Добровольский слегка опешил от вопроса:
– А кто? «Ведь и себя я не сберёг для тихой жизни, для улыбок. Так мало пройдено дорог, так много сделано ошибок». Сергей Александрович Есенин собственной персоной.
– Мы в школе такое не проходили, – задумчиво прокомментировал Виталий.
– Спасибо учителю русского и литературы. – Добровольский полностью снял повязку, Елена протянула ему тампон с перекисью. – Нина Григорьевна Топоркова, земля ей пухом. Если сверх программы ничего не знал – полный дурак. Если знал, но мало – туда-сюда ещё, но тоже не звезда. Приходилось читать, учить. Втянулся. – Он обошёл каталку, встал у правой ноги и принялся снимать повязку. – Так вот – приходит он, просит Есенина. А ему: «Текст покажи!» Он показывает. «Где взял?» – спрашивают. «На стене в изоляторе прочитал и запомнил». Ему подзатыльник – тресь! «Что ж ты нашего всенародно любимого поэта так неграмотно цитируешь?! Здесь после слова «дорог» – запятая! Это сложное безличное предложение, где глаголы выражены страдательными причастиями! Сложное, дурилка картонная! Потому запятая!»

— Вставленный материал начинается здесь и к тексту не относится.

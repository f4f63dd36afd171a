//! Per-course admission of recipes into a book.

use std::collections::HashMap;
use std::sync::{Arc, Mutex};

use rusqlite::{Connection, Transaction, TransactionBehavior};
use serde::{Deserialize, Serialize};
use uuid::Uuid;

use crate::db::repository::{book_contains_recipe, count_book_course, insert_book_recipe};
use crate::db::DatabaseError;
use crate::models::{Course, CourseQuota, Recipe};

#[derive(Debug, Clone, Copy, PartialEq, Eq, Hash, Serialize, Deserialize)]
#[serde(rename_all = "snake_case")]
pub enum Admission {
    Admitted,
    AlreadyPresent,
    QuotaExceeded,
}

/// One mutex per book, shared by every allocator that may admit into it.
#[derive(Default)]
pub struct BookLocks {
    locks: Mutex<HashMap<Uuid, Arc<Mutex<()>>>>,
}

impl BookLocks {
    pub fn new() -> Self {
        Self::default()
    }

    fn lock_for(&self, book_id: &Uuid) -> Arc<Mutex<()>> {
        let mut locks = self.locks.lock().unwrap_or_else(|e| e.into_inner());
        locks.entry(*book_id).or_default().clone()
    }

    /// Give back a handle from `lock_for`; the entry goes once nobody holds it.
    fn release(&self, book_id: &Uuid, handle: Arc<Mutex<()>>) {
        let mut locks = self.locks.lock().unwrap_or_else(|e| e.into_inner());
        drop(handle);
        if locks.get(book_id).is_some_and(|lock| Arc::strong_count(lock) == 1) {
            locks.remove(book_id);
        }
    }

    #[cfg(test)]
    fn is_empty(&self) -> bool {
        self.locks.lock().unwrap_or_else(|e| e.into_inner()).is_empty()
    }
}

pub struct QuotaAllocator {
    locks: Arc<BookLocks>,
}

impl Default for QuotaAllocator {
    fn default() -> Self {
        Self::new(Arc::new(BookLocks::new()))
    }
}

impl QuotaAllocator {
    pub fn new(locks: Arc<BookLocks>) -> Self {
        Self { locks }
    }

    /// Course bucket of a recipe (starter > main_course > dessert, default main_course).
    pub fn course_of(recipe: &Recipe) -> Course {
        if recipe.categories.is_empty() {
            recipe.course
        } else {
            Course::from_categories(&recipe.categories)
        }
    }

    /// Whether `admit` would add the recipe now.
    pub fn can_admit(
        &self,
        conn: &Connection,
        book_id: &Uuid,
        quota: &CourseQuota,
        recipe: &Recipe,
    ) -> Result<bool, DatabaseError> {
        if book_contains_recipe(conn, book_id, &recipe.id)? {
            return Ok(false);
        }
        let course = Self::course_of(recipe);
        Ok(count_book_course(conn, book_id, course)? < quota.get(course))
    }

    /// Admit a stored recipe into a book, respecting the course quota.
    ///
    /// Check and insert run under the book's lock and inside one transaction.
    pub fn admit(
        &self,
        conn: &Connection,
        book_id: &Uuid,
        quota: &CourseQuota,
        recipe: &Recipe,
    ) -> Result<Admission, DatabaseError> {
        let book_lock = self.locks.lock_for(book_id);
        let result = {
            let _guard = book_lock.lock().unwrap_or_else(|e| e.into_inner());
            Self::admit_locked(conn, book_id, quota, recipe)
        };
        self.locks.release(book_id, book_lock);
        result
    }

    fn admit_locked(
        conn: &Connection,
        book_id: &Uuid,
        quota: &CourseQuota,
        recipe: &Recipe,
    ) -> Result<Admission, DatabaseError> {
        let tx = Transaction::new_unchecked(conn, TransactionBehavior::Immediate)?;
        if book_contains_recipe(&tx, book_id, &recipe.id)? {
            return Ok(Admission::AlreadyPresent);
        }

        let course = Self::course_of(recipe);
        let limit = quota.get(course);
        let current = count_book_course(&tx, book_id, course)?;
        if current >= limit {
            tracing::debug!(
                book_id = %book_id,
                recipe = %recipe.external_id,
                course = course.as_str(),
                current,
                limit,
                "Course quota reached"
            );
            return Ok(Admission::QuotaExceeded);
        }

        insert_book_recipe(&tx, book_id, &recipe.id, course)?;
        tx.commit()?;
        Ok(Admission::Admitted)
    }
}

– Какими причастиями? – спросила Елена, замерев с очередным тампоном в руке.
– Страдательными, солнце моё, страдательными, – протянул руку Добровольский. – Восьмой класс школы.
– Тоже Топоркова? – уточнил Балашов, глядя на Максима и на татуировку уже какими-то другими глазами.
– Угу, – ответил тот. – Или вот представь. Некоторые приходят, а им говорят: «Ты Есенина не достоин! Рановато пока его колоть. Вот тебе на пробу: «Они устали!» А года два-три отсидишь – пересмотрим решение».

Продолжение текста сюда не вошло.